■ **Material to process**
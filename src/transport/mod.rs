//! Duplex message transport consumed by the session controller.
//!
//! A [`Transport`] carries text frames to and from the remote terminal
//! server. Notifications are delivered through handlers registered before
//! [`Transport::open`]; each event kind has a single consumer, and
//! registering again replaces the previous handler.
//!
//! ```text
//! TransportFactory::create()
//!     │
//!     ├── on_open(handler)     ─┐
//!     ├── on_receive(handler)   ├─ wiring, before open
//!     ├── on_close(handler)    ─┘
//!     │
//!     └── open() ──► Open ──► Message* ──► Close(code)
//! ```
//!
//! Transport-level failures never surface as errors: they arrive as a
//! close notification carrying a close code (1006 when the connection
//! could not be established or dropped without a close frame).

pub mod websocket;

pub use websocket::{WebSocketTransport, WebSocketTransportFactory};

/// Normal closure.
pub const CLOSE_NORMAL: u16 = 1000;
/// Close frame carried no status code.
pub const CLOSE_NO_STATUS: u16 = 1005;
/// Connection dropped without a close frame.
pub const CLOSE_ABNORMAL: u16 = 1006;

/// Details of a transport close.
#[derive(Debug, Clone, PartialEq, Eq)]
pub struct CloseInfo {
    /// WebSocket-style close code.
    pub code: u16,
    /// Human-readable reason, possibly empty.
    pub reason: String,
}

impl CloseInfo {
    /// Build a close notification.
    pub fn new(code: u16, reason: impl Into<String>) -> Self {
        Self {
            code,
            reason: reason.into(),
        }
    }
}

/// Handler fired once the transport is open.
pub type OpenHandler = Box<dyn FnMut() + Send>;
/// Handler fired for every received text frame.
pub type ReceiveHandler = Box<dyn FnMut(String) + Send>;
/// Handler fired once when the transport closes.
pub type CloseHandler = Box<dyn FnMut(CloseInfo) + Send>;

/// Errors from transport operations.
#[derive(Debug, Clone, PartialEq, Eq)]
pub enum TransportError {
    /// Send attempted before the transport opened.
    NotOpen,
    /// Transport already closed.
    Closed,
}

impl std::fmt::Display for TransportError {
    fn fmt(&self, f: &mut std::fmt::Formatter<'_>) -> std::fmt::Result {
        match self {
            Self::NotOpen => write!(f, "Transport not open"),
            Self::Closed => write!(f, "Transport closed"),
        }
    }
}

impl std::error::Error for TransportError {}

/// A duplex, text-framed connection to the terminal server.
pub trait Transport: Send + std::fmt::Debug {
    /// Start connecting. Handlers must already be registered.
    fn open(&mut self);

    /// Close the connection. Safe to call in any state.
    fn close(&mut self);

    /// Queue a text frame. Delivery is best-effort, at most once.
    fn send(&mut self, data: &str) -> Result<(), TransportError>;

    /// Whether the transport is open.
    fn is_open(&self) -> bool;

    /// Whether the transport has closed.
    fn is_closed(&self) -> bool;

    /// Register the open handler.
    fn on_open(&mut self, handler: OpenHandler);

    /// Register the receive handler.
    fn on_receive(&mut self, handler: ReceiveHandler);

    /// Register the close handler.
    fn on_close(&mut self, handler: CloseHandler);
}

/// Creates a fresh [`Transport`] for each connection attempt.
pub trait TransportFactory: Send + std::fmt::Debug {
    /// Build a new, unopened transport.
    fn create(&mut self) -> Box<dyn Transport>;
}
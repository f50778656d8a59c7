//! webtty - terminal client for remote shell and compile-and-run sessions.
//!
//! A session streams a remote terminal over a WebSocket using the `webtty`
//! subprotocol: single-character tagged frames carrying base64 output,
//! keystrokes, resize requests and keep-alive pings.
//!
//! # Architecture
//!
//! ```text
//! TerminalSurface ──input/resize──►                    ──frames──► Transport
//!   (StdioSurface)                  SessionController             (WebSocketTransport)
//! TerminalSurface ◄──output/title──                    ◄──frames──
//!                                          │
//!                          SessionAdmission (concurrency cap)
//!                          TelemetrySink   (traffic mirror)
//! ```
//!
//! # Modules
//!
//! - [`protocol`] - frame tags, encoding and inbound message parsing
//! - [`session`] - session model, admission and the controller
//! - [`transport`] - transport abstraction and the WebSocket implementation
//! - [`terminal`] - terminal surface abstraction and the stdio implementation
//! - [`telemetry`] - traffic mirror sinks
//! - [`config`] - configuration loading/saving

pub mod config;
pub mod constants;
pub mod protocol;
pub mod session;
pub mod telemetry;
pub mod terminal;
pub mod transport;
pub mod ws;

// Re-export commonly used types
pub use config::Config;
pub use protocol::{InboundMessage, InitMessage, ProtocolError, WindowTitle};
pub use session::{
    ControllerOptions, Disposer, Session, SessionAdmission, SessionController, SessionHandle,
    SessionState,
};
pub use telemetry::{JsonlTelemetry, NullTelemetry, TelemetrySink};
pub use terminal::{TerminalSize, TerminalSurface};
pub use transport::{CloseInfo, Transport, TransportError, TransportFactory};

■ **Task requirements**
Look over the material and return every line where the word "from" is found.

■ **Output**
//! A [`Transport`] carries text frames to and from the remote terminal
/// Errors from transport operations.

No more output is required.